KETIKA pemimpin menolak dengan tegas. Wakil Ketua Umum MUI sekaligus Ketua PP Muhammadiyah, Anwar Abbas, menyatakan menolak kedatangan utusan khusus Amerika Serikat untuk memajukan hak asasi manusia (HAM) LGBTQI+, Jesica Stren.
Ini karena kedatangannya diartikan sebagai usaha untuk merusak nilai luhur budaya dan agama bangsa Indonesia.
“Sehubungan dengan akan datangnya Jessica Stern utusan Khusus Amerika Serikat untuk memajukan hak asasi manusia (HAM) LG***** tanggal 7-9 Desember ke Indonesia, maka MUI menyatakan menolak dengan tegas kehadiran dari utusan khusus tersebut,” kata Anwar Abbas, di Jakarta. [Republika, 1/12].
Penulis buku Journey to the Light Uttiek M. Panji Astuti dalam akun IG-nya @uttiek.herlambang menulis bahwa gerilya yang mereka lakukan sungguh luar biasa. Segala cara dicoba.
Semua pemangku kepentingan dilobi untuk mengegolkan agendanya.
Menolak utusan yang membawa agenda kerusakan bukan hal baru dalam sejarah Islam.
Yang paling masyhur adalah keteguhan sikap Sultan Abdul Hamid II dari Daulah Utsmani yang menolak utusan Yahudi di awal berdirinya z*o*is.
Tersebutlah pendiri z*o*is, Theodore Herzl, berulang ia melakukan upaya untuk menemui Sultan Abdul Hamid II dari Daulah Utsmani.

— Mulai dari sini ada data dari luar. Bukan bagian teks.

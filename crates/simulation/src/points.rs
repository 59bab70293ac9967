//! Points / airdrop projection.
//!
//! Values a points farming campaign under three FDV scenarios.

use looplab_domain::entities::PointsModel;
use looplab_domain::enums::{Confidence, FdvScenario};
use looplab_domain::error::DomainError;
use rust_decimal::Decimal;
use serde::Serialize;

/// Valuation of the expected points range under one FDV scenario.
#[derive(Debug, Clone, PartialEq, Serialize)]
pub struct ScenarioValuation {
    pub scenario: FdvScenario,
    pub fdv: Decimal,
    pub value_per_point: Decimal,
    pub min_value: Decimal,
    pub max_value: Decimal,
}

/// TGE unlock followed by linear monthly vesting. Either side may be unknown.
#[derive(Debug, Clone, PartialEq, Serialize)]
pub struct UnlockSchedule {
    pub tge_unlock_pct: Option<Decimal>,
    pub vesting_months: Option<u32>,
    /// Percent of the allocation released each vesting month; known only
    /// when both the TGE unlock and a non-zero vesting period are set.
    pub monthly_unlock_pct: Option<Decimal>,
}

#[derive(Debug, Clone, PartialEq, Serialize)]
pub struct PointsProjection {
    pub total_points: Decimal,
    pub min_points: Decimal,
    pub max_points: Decimal,
    pub confidence: Confidence,
    pub scenarios: Vec<ScenarioValuation>,
    pub unlock: Option<UnlockSchedule>,
}

/// Projects the airdrop value of `model`.
///
/// The upper end of the points range is raised to the lower end when the
/// two are inverted.
///
/// # Errors
/// Returns [`DomainError::InvalidPointsModel`] if the model fails validation
/// or its valuation is out of range.
pub fn project_airdrop(model: &PointsModel) -> Result<PointsProjection, DomainError> {
    model.validate()?;
    let out_of_range =
        || DomainError::InvalidPointsModel("valuation exceeds the representable range".to_string());

    let total_points = model
        .points_per_day
        .checked_mul(Decimal::from(model.days))
        .and_then(|p| p.checked_mul(model.multiplier))
        .ok_or_else(out_of_range)?;
    let min_points = model.range.min_points;
    let max_points = model.range.max_points.max(min_points);

    let confidence = if min_points.is_zero() || max_points.is_zero() {
        Confidence::Low
    } else if min_points != max_points {
        Confidence::High
    } else {
        Confidence::Medium
    };

    let airdrop_share = model.airdrop_percent / Decimal::ONE_HUNDRED;
    let points_divisor = max_points.max(Decimal::ONE);
    let scenarios = [
        (FdvScenario::Conservative, model.fdv.conservative),
        (FdvScenario::Base, model.fdv.base),
        (FdvScenario::Bull, model.fdv.bull),
    ]
    .into_iter()
    .map(|(scenario, fdv)| {
        let value_per_point = fdv
            .checked_mul(airdrop_share)?
            .checked_div(points_divisor)?;
        Some(ScenarioValuation {
            scenario,
            fdv,
            value_per_point,
            min_value: value_per_point.checked_mul(min_points)?,
            max_value: value_per_point.checked_mul(max_points)?,
        })
    })
    .collect::<Option<Vec<_>>>()
    .ok_or_else(out_of_range)?;

    let (tge, months) = (model.pro.tge_unlock, model.pro.vesting_months);
    let unlock = (tge.is_some() || months.is_some()).then(|| UnlockSchedule {
        tge_unlock_pct: tge,
        vesting_months: months,
        monthly_unlock_pct: match (tge, months) {
            (Some(tge), Some(months)) if months > 0 => {
                Some((Decimal::ONE_HUNDRED - tge) / Decimal::from(months))
            }
            _ => None,
        },
    });

    Ok(PointsProjection {
        total_points,
        min_points,
        max_points,
        confidence,
        scenarios,
        unlock,
    })
}

#[cfg(test)]
mod tests {
    use super::*;
    use looplab_domain::entities::{FdvScenarios, PointsModelId, PointsProOptions, PointsRange};
    use rust_decimal_macros::dec;

    fn model(min: Decimal, max: Decimal) -> PointsModel {
        PointsModel {
            id: PointsModelId::new(),
            project: "Project X".to_string(),
            points_per_day: dec!(120),
            days: 90,
            multiplier: dec!(1.5),
            airdrop_percent: dec!(10),
            fdv: FdvScenarios {
                conservative: dec!(300000000),
                base: dec!(700000000),
                bull: dec!(1200000000),
            },
            range: PointsRange {
                min_points: min,
                max_points: max,
            },
            pro: PointsProOptions::default(),
        }
    }

    #[test]
    fn test_projection_arithmetic() {
        let projection = project_airdrop(&model(dec!(9000), dec!(14000))).unwrap();

        assert_eq!(projection.total_points, dec!(16200));
        assert_eq!(projection.confidence, Confidence::High);

        let conservative = &projection.scenarios[0];
        assert_eq!(conservative.scenario, FdvScenario::Conservative);
        // 300M * 10% / 14000
        assert!((conservative.value_per_point - dec!(2142.857142857)).abs() < dec!(0.000001));
        assert!((conservative.max_value - dec!(30000000)).abs() < dec!(0.0001));

        let bull = &projection.scenarios[2];
        assert_eq!(bull.scenario, FdvScenario::Bull);
        assert!((bull.min_value - dec!(77142857.142857)).abs() < dec!(0.001));
    }

    #[test]
    fn test_out_of_range_valuation_is_rejected() {
        let mut inflated = model(dec!(1), dec!(2));
        inflated.airdrop_percent = Decimal::MAX;
        inflated.fdv.bull = Decimal::MAX;
        assert!(matches!(
            project_airdrop(&inflated),
            Err(DomainError::InvalidPointsModel(_))
        ));
    }

    #[test]
    fn test_confidence_levels() {
        let low = project_airdrop(&model(Decimal::ZERO, dec!(100))).unwrap();
        assert_eq!(low.confidence, Confidence::Low);

        let medium = project_airdrop(&model(dec!(100), dec!(100))).unwrap();
        assert_eq!(medium.confidence, Confidence::Medium);
    }

    #[test]
    fn test_inverted_range_is_clamped() {
        let projection = project_airdrop(&model(dec!(500), dec!(200))).unwrap();
        assert_eq!(projection.max_points, dec!(500));
        assert_eq!(projection.confidence, Confidence::Medium);
    }

    #[test]
    fn test_zero_points_does_not_divide_by_zero() {
        let projection = project_airdrop(&model(Decimal::ZERO, Decimal::ZERO)).unwrap();
        assert_eq!(projection.scenarios[1].value_per_point, dec!(70000000));
        assert_eq!(projection.scenarios[1].max_value, Decimal::ZERO);
    }

    #[test]
    fn test_unlock_schedule() {
        let mut pro = model(dec!(1), dec!(2));
        pro.pro.tge_unlock = Some(dec!(15));
        pro.pro.vesting_months = Some(12);
        let unlock = project_airdrop(&pro).unwrap().unlock.unwrap();
        assert_eq!(unlock.monthly_unlock_pct, Some(dec!(85) / dec!(12)));

        assert!(project_airdrop(&model(dec!(1), dec!(2))).unwrap().unlock.is_none());
    }

    #[test]
    fn test_partial_unlock_terms_are_kept() {
        let mut tge_only = model(dec!(1), dec!(2));
        tge_only.pro.tge_unlock = Some(dec!(25));
        let unlock = project_airdrop(&tge_only).unwrap().unlock.unwrap();
        assert_eq!(unlock.tge_unlock_pct, Some(dec!(25)));
        assert_eq!(unlock.vesting_months, None);
        assert_eq!(unlock.monthly_unlock_pct, None);

        let mut vesting_only = model(dec!(1), dec!(2));
        vesting_only.pro.vesting_months = Some(6);
        let unlock = project_airdrop(&vesting_only).unwrap().unlock.unwrap();
        assert_eq!(unlock.tge_unlock_pct, None);
        assert_eq!(unlock.vesting_months, Some(6));
        assert_eq!(unlock.monthly_unlock_pct, None);

        let mut no_vesting = model(dec!(1), dec!(2));
        no_vesting.pro.tge_unlock = Some(dec!(100));
        no_vesting.pro.vesting_months = Some(0);
        let unlock = project_airdrop(&no_vesting).unwrap().unlock.unwrap();
        assert_eq!(unlock.monthly_unlock_pct, None);
    }
}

Pada 1892 ia mengajukan permohonan untuk sekelompok Yahudi Rusia yang mengajukan izin tinggal di wilayah Palestina. Permintaan itu ditolak sultan mentah-mentah.
Tak putus asa, tahun 1896 ia kembali mengajukan permohonan, kali ini untuk mendirikan sebuah gedung di Al Quds dengan iming-iming uang dalam jumlah yang sangat besar.
Sultan menjawab dengan tegas, “Daulah Usmani ini milik rakyatnya. Mereka tidak akan menyetujui permintaan itu. Simpanlah uang kalian, kami tidak membutuhkannya.”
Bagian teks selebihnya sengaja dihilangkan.